Transcribe the whole listing precisely, leaving nothing out.

↓

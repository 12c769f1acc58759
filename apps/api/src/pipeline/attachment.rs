//! Attachment Resolver — promotes at most one attachment per message to a
//! materialized résumé file.
//!
//! Single-attempt semantics: attachments are scanned in their
//! natural order and the first one decides the outcome. An unsupported
//! extension fails the whole message rather than falling through to a later
//! attachment.

use std::io::Write;
use std::path::Path;

use tempfile::NamedTempFile;
use thiserror::Error;
use tracing::info;

use crate::models::message::{InboundMessage, ResolvedResume, ResumeFormat};

#[derive(Debug, Error)]
pub enum AttachmentError {
    #[error("message has no attachments")]
    NoAttachments,

    #[error("attachment has no filename")]
    UnnamedAttachment,

    #[error("unsupported attachment extension: .{0}")]
    UnsupportedExtension(String),

    #[error("I/O error materializing attachment: {0}")]
    Io(#[from] std::io::Error),
}

/// Materializes the message's résumé attachment into `destination_dir`.
///
/// The blob is first written to a scratch temp file, then relocated
/// atomically into the destination, overwriting a same-named prior file
/// (logged, not fatal). Scratch files that are not relocated are removed on
/// every exit path.
pub fn resolve(
    message: &InboundMessage,
    scratch_dir: &Path,
    destination_dir: &Path,
) -> Result<ResolvedResume, AttachmentError> {
    if message.attachments.is_empty() {
        return Err(AttachmentError::NoAttachments);
    }

    info!(
        "message {} carries {} attachment(s)",
        message.filename,
        message.attachments.len()
    );

    for attachment in &message.attachments {
        let raw_name = attachment
            .filename
            .as_deref()
            .ok_or(AttachmentError::UnnamedAttachment)?;

        // Only the final path component; a crafted filename must not escape
        // the destination folder.
        let name = Path::new(raw_name)
            .file_name()
            .and_then(|n| n.to_str())
            .ok_or(AttachmentError::UnnamedAttachment)?;

        let extension = Path::new(name)
            .extension()
            .and_then(|e| e.to_str())
            .unwrap_or("");

        let format = ResumeFormat::from_extension(extension)
            .ok_or_else(|| AttachmentError::UnsupportedExtension(extension.to_string()))?;

        let mut scratch_file = NamedTempFile::new_in(scratch_dir)?;
        scratch_file.write_all(&attachment.data)?;

        let final_path = destination_dir.join(name);
        if final_path.exists() {
            info!("replacing existing file: {}", final_path.display());
        }
        scratch_file
            .persist(&final_path)
            .map_err(|e| AttachmentError::Io(e.error))?;

        return Ok(ResolvedResume {
            path: final_path,
            format,
            bytes: attachment.data.clone(),
        });
    }

    Err(AttachmentError::NoAttachments)
}

#[cfg(test)]
mod tests {
    use tempfile::tempdir;

    use super::*;
    use crate::models::message::AttachmentCandidate;

    fn message_with(attachments: Vec<AttachmentCandidate>) -> InboundMessage {
        InboundMessage {
            filename: "application_ DataEng from Marie Curie.msg".to_string(),
            sent_at: None,
            linkedin_title: "N/A".to_string(),
            linkedin_address: "N/A".to_string(),
            attachments,
        }
    }

    fn named(name: &str, data: &[u8]) -> AttachmentCandidate {
        AttachmentCandidate {
            filename: Some(name.to_string()),
            data: data.to_vec(),
        }
    }

    #[test]
    fn test_no_attachments() {
        let scratch = tempdir().unwrap();
        let dest = tempdir().unwrap();
        let result = resolve(&message_with(vec![]), scratch.path(), dest.path());
        assert!(matches!(result, Err(AttachmentError::NoAttachments)));
    }

    #[test]
    fn test_unnamed_attachment() {
        let scratch = tempdir().unwrap();
        let dest = tempdir().unwrap();
        let message = message_with(vec![AttachmentCandidate {
            filename: None,
            data: vec![1, 2, 3],
        }]);
        let result = resolve(&message, scratch.path(), dest.path());
        assert!(matches!(result, Err(AttachmentError::UnnamedAttachment)));
    }

    #[test]
    fn test_unsupported_extension_does_not_fall_through() {
        let scratch = tempdir().unwrap();
        let dest = tempdir().unwrap();
        // A valid .pdf sits behind a .txt; first-match-or-fail means the
        // .txt decides the outcome for the whole message.
        let message = message_with(vec![
            named("notes.txt", b"notes"),
            named("resume.pdf", b"%PDF"),
        ]);
        let result = resolve(&message, scratch.path(), dest.path());
        match result {
            Err(AttachmentError::UnsupportedExtension(ext)) => assert_eq!(ext, "txt"),
            other => panic!("expected UnsupportedExtension, got {other:?}"),
        }
        assert!(!dest.path().join("resume.pdf").exists());
    }

    #[test]
    fn test_pdf_attachment_materialized() {
        let scratch = tempdir().unwrap();
        let dest = tempdir().unwrap();
        let message = message_with(vec![named("resume.pdf", b"%PDF content")]);
        let resume = resolve(&message, scratch.path(), dest.path()).unwrap();
        assert_eq!(resume.format, ResumeFormat::Pdf);
        assert_eq!(resume.bytes, b"%PDF content");
        assert_eq!(std::fs::read(&resume.path).unwrap(), b"%PDF content");
        // Nothing left behind in scratch.
        assert_eq!(std::fs::read_dir(scratch.path()).unwrap().count(), 0);
    }

    #[test]
    fn test_docx_extension_case_insensitive() {
        let scratch = tempdir().unwrap();
        let dest = tempdir().unwrap();
        let message = message_with(vec![named("CV.DOCX", b"PK")]);
        let resume = resolve(&message, scratch.path(), dest.path()).unwrap();
        assert_eq!(resume.format, ResumeFormat::Docx);
    }

    #[test]
    fn test_same_named_file_overwritten() {
        let scratch = tempdir().unwrap();
        let dest = tempdir().unwrap();
        std::fs::write(dest.path().join("resume.pdf"), b"old").unwrap();
        let message = message_with(vec![named("resume.pdf", b"new")]);
        let resume = resolve(&message, scratch.path(), dest.path()).unwrap();
        assert_eq!(std::fs::read(resume.path).unwrap(), b"new");
    }
}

↑

■ **OUTPUT FOR THIS EXERCISE**
repository 12c769f1acc58759
filename apps/api/src/pipeline/attachment.rs
//! Attachment Resolver — promotes at most one attachment per message to a
//! materialized résumé file.
//!
//! Single-attempt semantics: attachments are scanned in their
//! natural order and the first one decides the outcome. An unsupported
//! extension fails the whole message rather than falling through to a later
//! attachment.

use std::io::Write;
use std::path::Path;

use tempfile::NamedTempFile;
use thiserror::Error;
use tracing::info;

use crate::models::message::{InboundMessage, ResolvedResume, ResumeFormat};

#[derive(Debug, Error)]
pub enum AttachmentError {
    #[error("message has no attachments")]
    NoAttachments,

    #[error("attachment has no filename")]
    UnnamedAttachment,

    #[error("unsupported attachment extension: .{0}")]
    UnsupportedExtension(String),

    #[error("I/O error materializing attachment: {0}")]
    Io(#[from] std::io::Error),
}

/// Materializes the message's résumé attachment into `destination_dir`.
///
/// The blob is first written to a scratch temp file, then relocated
/// atomically into the destination, overwriting a same-named prior file
/// (logged, not fatal). Scratch files that are not relocated are removed on
/// every exit path.
pub fn resolve(
    message: &InboundMessage,
    scratch_dir: &Path,
    destination_dir: &Path,
) -> Result<ResolvedResume, AttachmentError> {
    if message.attachments.is_empty() {
        return Err(AttachmentError::NoAttachments);
    }

    info!(
        "message {} carries {} attachment(s)",
        message.filename,
        message.attachments.len()
    );

    for attachment in &message.attachments {
        let raw_name = attachment
            .filename
            .as_deref()
            .ok_or(AttachmentError::UnnamedAttachment)?;

        // Only the final path component; a crafted filename must not escape
        // the destination folder.
        let name = Path::new(raw_name)
            .file_name()
            .and_then(|n| n.to_str())
            .ok_or(AttachmentError::UnnamedAttachment)?;

        let extension = Path::new(name)
            .extension()
            .and_then(|e| e.to_str())
            .unwrap_or("");

        let format = ResumeFormat::from_extension(extension)
            .ok_or_else(|| AttachmentError::UnsupportedExtension(extension.to_string()))?;

        let mut scratch_file = NamedTempFile::new_in(scratch_dir)?;
        scratch_file.write_all(&attachment.data)?;

        let final_path = destination_dir.join(name);
        if final_path.exists() {
            info!("replacing existing file: {}", final_path.display());
        }
        scratch_file
            .persist(&final_path)
            .map_err(|e| AttachmentError::Io(e.error))?;

        return Ok(ResolvedResume {
            path: final_path,
            format,
            bytes: attachment.data.clone(),
        });
    }

    Err(AttachmentError::NoAttachments)
}

#[cfg(test)]
mod tests {
    use tempfile::tempdir;

    use super::*;
    use crate::models::message::AttachmentCandidate;

    fn message_with(attachments: Vec<AttachmentCandidate>) -> InboundMessage {
        InboundMessage {
            filename: "application_ DataEng from Marie Curie.msg".to_string(),
            sent_at: None,
            linkedin_title: "N/A".to_string(),
            linkedin_address: "N/A".to_string(),
            attachments,
        }
    }

    fn named(name: &str, data: &[u8]) -> AttachmentCandidate {
        AttachmentCandidate {
            filename: Some(name.to_string()),
            data: data.to_vec(),
        }
    }

    #[test]
    fn test_no_attachments() {
        let scratch = tempdir().unwrap();
        let dest = tempdir().unwrap();
        let result = resolve(&message_with(vec![]), scratch.path(), dest.path());
        assert!(matches!(result, Err(AttachmentError::NoAttachments)));
    }

    #[test]
    fn test_unnamed_attachment() {
        let scratch = tempdir().unwrap();
        let dest = tempdir().unwrap();
        let message = message_with(vec![AttachmentCandidate {
            filename: None,
            data: vec![1, 2, 3],
        }]);
        let result = resolve(&message, scratch.path(), dest.path());
        assert!(matches!(result, Err(AttachmentError::UnnamedAttachment)));
    }

    #[test]
    fn test_unsupported_extension_does_not_fall_through() {
        let scratch = tempdir().unwrap();
        let dest = tempdir().unwrap();
        // A valid .pdf sits behind a .txt; first-match-or-fail means the
        // .txt decides the outcome for the whole message.
        let message = message_with(vec![
            named("notes.txt", b"notes"),
            named("resume.pdf", b"%PDF"),
        ]);
        let result = resolve(&message, scratch.path(), dest.path());
        match result {
            Err(AttachmentError::UnsupportedExtension(ext)) => assert_eq!(ext, "txt"),
            other => panic!("expected UnsupportedExtension, got {other:?}"),
        }
        assert!(!dest.path().join("resume.pdf").exists());
    }

    #[test]
    fn test_pdf_attachment_materialized() {
        let scratch = tempdir().unwrap();
        let dest = tempdir().unwrap();
        let message = message_with(vec![named("resume.pdf", b"%PDF content")]);
        let resume = resolve(&message, scratch.path(), dest.path()).unwrap();
        assert_eq!(resume.format, ResumeFormat::Pdf);
        assert_eq!(resume.bytes, b"%PDF content");
        assert_eq!(std::fs::read(&resume.path).unwrap(), b"%PDF content");
        // Nothing left behind in scratch.
        assert_eq!(std::fs::read_dir(scratch.path()).unwrap().count(), 0);
    }

    #[test]
    fn test_docx_extension_case_insensitive() {
        let scratch = tempdir().unwrap();
        let dest = tempdir().unwrap();
        let message = message_with(vec![named("CV.DOCX", b"PK")]);
        let resume = resolve(&message, scratch.path(), dest.path()).unwrap();
        assert_eq!(resume.format, ResumeFormat::Docx);
    }

    #[test]
    fn test_same_named_file_overwritten() {
        let scratch = tempdir().unwrap();
        let dest = tempdir().unwrap();
        std::fs::write(dest.path().join("resume.pdf"), b"old").unwrap();
        let message = message_with(vec![named("resume.pdf", b"new")]);
        let resume = resolve(&message, scratch.path(), dest.path()).unwrap();
        assert_eq!(std::fs::read(resume.path).unwrap(), b"new");
    }
}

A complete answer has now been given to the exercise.